After a century of moving pictures, one of the greatest challenges to cinema, is saying something fresh, original, and new about humanity’s most basic need and quest: the pursuit of love. “Kissing Jessica Stein” expertly navigates dating hell, romantic love, bisexuality, and friendship.
Jessica Stein (Jennifer Westfeldt) is a neurotic but highly functional single girl in New York. Jessica is of an age where she might want to settle down but doesn’t want to “settle” for less than the right boy. Her mother tells her she’s being picky, while others feel the issue may be deeper: maybe no guy is good enough. When a co-worker reads a personal ad aloud that sends Jessica’s endorphins skyrocketing, she responds impulsively, yet is unsure of whether she is fully open to answering an ad in the section Women Seeking Women. Jessica meets Helen (Heather Juergensen), gets scared, and finally is seduced into having a drink with her. While seeming opposites, the two forge a friendship with innate sexual undertones. Jessica becomes caught between changing societal morays, wanting to please her friend, and her own animal desire.

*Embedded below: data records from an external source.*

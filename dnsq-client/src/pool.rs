use crate::core::DnsqError;
use std::collections::HashMap;
use std::fmt;
use std::future::Future;
use std::hash::Hash;
use std::ops::{Deref, DerefMut};
use tokio::sync::Mutex;
use tokio::time::Instant;

/// Trait used by a client pool for creating new client instances when needed.
///
/// Implementations are expected to retain any required configuration for client
/// instances beyond the identifier for an instance (usually a server address).
pub trait ClientFactory<K, V> {
    /// Create a new client instance based on its ID.
    fn make(&self, key: &K) -> impl Future<Output = Result<V, DnsqError>> + Send + Sync;
}

/// Policy deciding when a pooled client may be handed out again.
pub trait PoolStrategy<K, V> {
    /// Return true if an idle client may be used for another request. Clients
    /// that aren't reusable are dropped when they're found in the pool.
    fn is_reusable(&self, client: &PooledClient<K, V>) -> bool;

    /// Return true if a client that failed with `err` may go back into the pool.
    fn handle_error(&self, client: &PooledClient<K, V>, err: &DnsqError) -> bool;
}

#[derive(Debug, Clone)]
pub struct ClientPoolConfig {
    pub name: String,
    pub max_idle: u64,
}

/// Idle clients grouped by key, created on demand by a `ClientFactory`.
///
/// Clients are owned by the caller between `acquire` and `release` so there's no
/// shared state for a client that is in use.
#[derive(Debug)]
pub struct ClientPool<K, V, F, S>
where
    K: Eq + Hash + Clone + fmt::Display,
    F: ClientFactory<K, V> + Send + Sync,
    S: PoolStrategy<K, V>,
{
    clients: Mutex<HashMap<K, Vec<PooledClient<K, V>>>>,
    config: ClientPoolConfig,
    factory: F,
    strategy: S,
}

impl<K, V, F, S> ClientPool<K, V, F, S>
where
    K: Eq + Hash + Clone + fmt::Display,
    F: ClientFactory<K, V> + Send + Sync,
    S: PoolStrategy<K, V>,
{
    pub fn new(config: ClientPoolConfig, factory: F, strategy: S) -> Self {
        Self {
            clients: Mutex::new(HashMap::new()),
            config,
            factory,
            strategy,
        }
    }

    pub fn strategy(&self) -> &S {
        &self.strategy
    }

    pub fn factory(&self) -> &F {
        &self.factory
    }

    pub async fn acquire(&self, key: &K) -> Result<PooledClient<K, V>, DnsqError> {
        // Lock the clients HashMap and try to get an existing client in a limited scope
        // so that we don't hold the lock while trying to connect if there are no existing
        // clients.
        let client = {
            let mut clients = self.clients.lock().await;
            let mut found = None;

            if let Some(entries) = clients.get_mut(key) {
                while let Some(c) = entries.pop() {
                    if self.strategy.is_reusable(&c) {
                        found = Some(c);
                        break;
                    }

                    tracing::trace!(message = "discarding expired client", pool = self.config.name, server = %key);
                }
            }

            found
        };

        match client {
            Some(c) => {
                tracing::trace!(message = "using existing client", pool = self.config.name, server = %key);
                Ok(c)
            }
            None => {
                tracing::trace!(message = "creating new client", pool = self.config.name, server = %key);
                let inner = self.factory.make(key).await?;
                Ok(PooledClient {
                    key: key.clone(),
                    inner,
                    released: Instant::now(),
                })
            }
        }
    }

    /// Return a client to the pool after a successful request.
    pub async fn release(&self, mut client: PooledClient<K, V>) {
        client.released = Instant::now();

        let mut clients = self.clients.lock().await;
        let entries = clients.entry(client.key.clone()).or_default();
        if (entries.len() as u64) < self.config.max_idle {
            entries.push(client);
        }
    }

    /// Return a client to the pool after a failed request if the strategy allows
    /// it, otherwise drop (close) it.
    pub async fn release_err(&self, client: PooledClient<K, V>, err: &DnsqError) {
        if self.strategy.handle_error(&client, err) {
            self.release(client).await;
        } else {
            tracing::trace!(message = "discarding client after error", pool = self.config.name, server = %client.key, err = %err);
        }
    }

    /// Number of idle clients for `key`.
    pub async fn idle(&self, key: &K) -> usize {
        let clients = self.clients.lock().await;
        clients.get(key).map(|v| v.len()).unwrap_or(0)
    }
}

/// Wrapper for a client that belongs to a pool and must be returned
/// to the pool when complete.
#[derive(Debug)]
pub struct PooledClient<K, V> {
    key: K,
    inner: V,
    released: Instant,
}

impl<K, V> PooledClient<K, V> {
    pub fn key(&self) -> &K {
        &self.key
    }

    /// When this client was last returned to the pool, or created if it never was.
    pub fn released(&self) -> Instant {
        self.released
    }
}

impl<K, V> Deref for PooledClient<K, V> {
    type Target = V;

    fn deref(&self) -> &Self::Target {
        &self.inner
    }
}

impl<K, V> DerefMut for PooledClient<K, V> {
    fn deref_mut(&mut self) -> &mut Self::Target {
        &mut self.inner
    }
}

Originally a skit, then a play, “Kissing Jessica Stein” was written by it’s female co-stars, and this very personal characterization is what helps make the film feel so real. Three years of writing, rehearsing, and performing “Jessica” together helped develop the film organically for Westfeldt and Juergensen. While there are often hindrances in transitioning from stage to screen, director Charles Herman-Wurmfeld does a wonderful job in keeping the movie from ever becoming “stage-y”. A true filmmaker, Herman-Wurmfeld adds cinematic language and filmic elements that immortalize the performances and text.
While the film missteps in a few small places, it’s charm, wit, and heart make “Kissing Jessica Stein” one of the few “must see” films of the year; quite an accomplishment for novice filmmakers.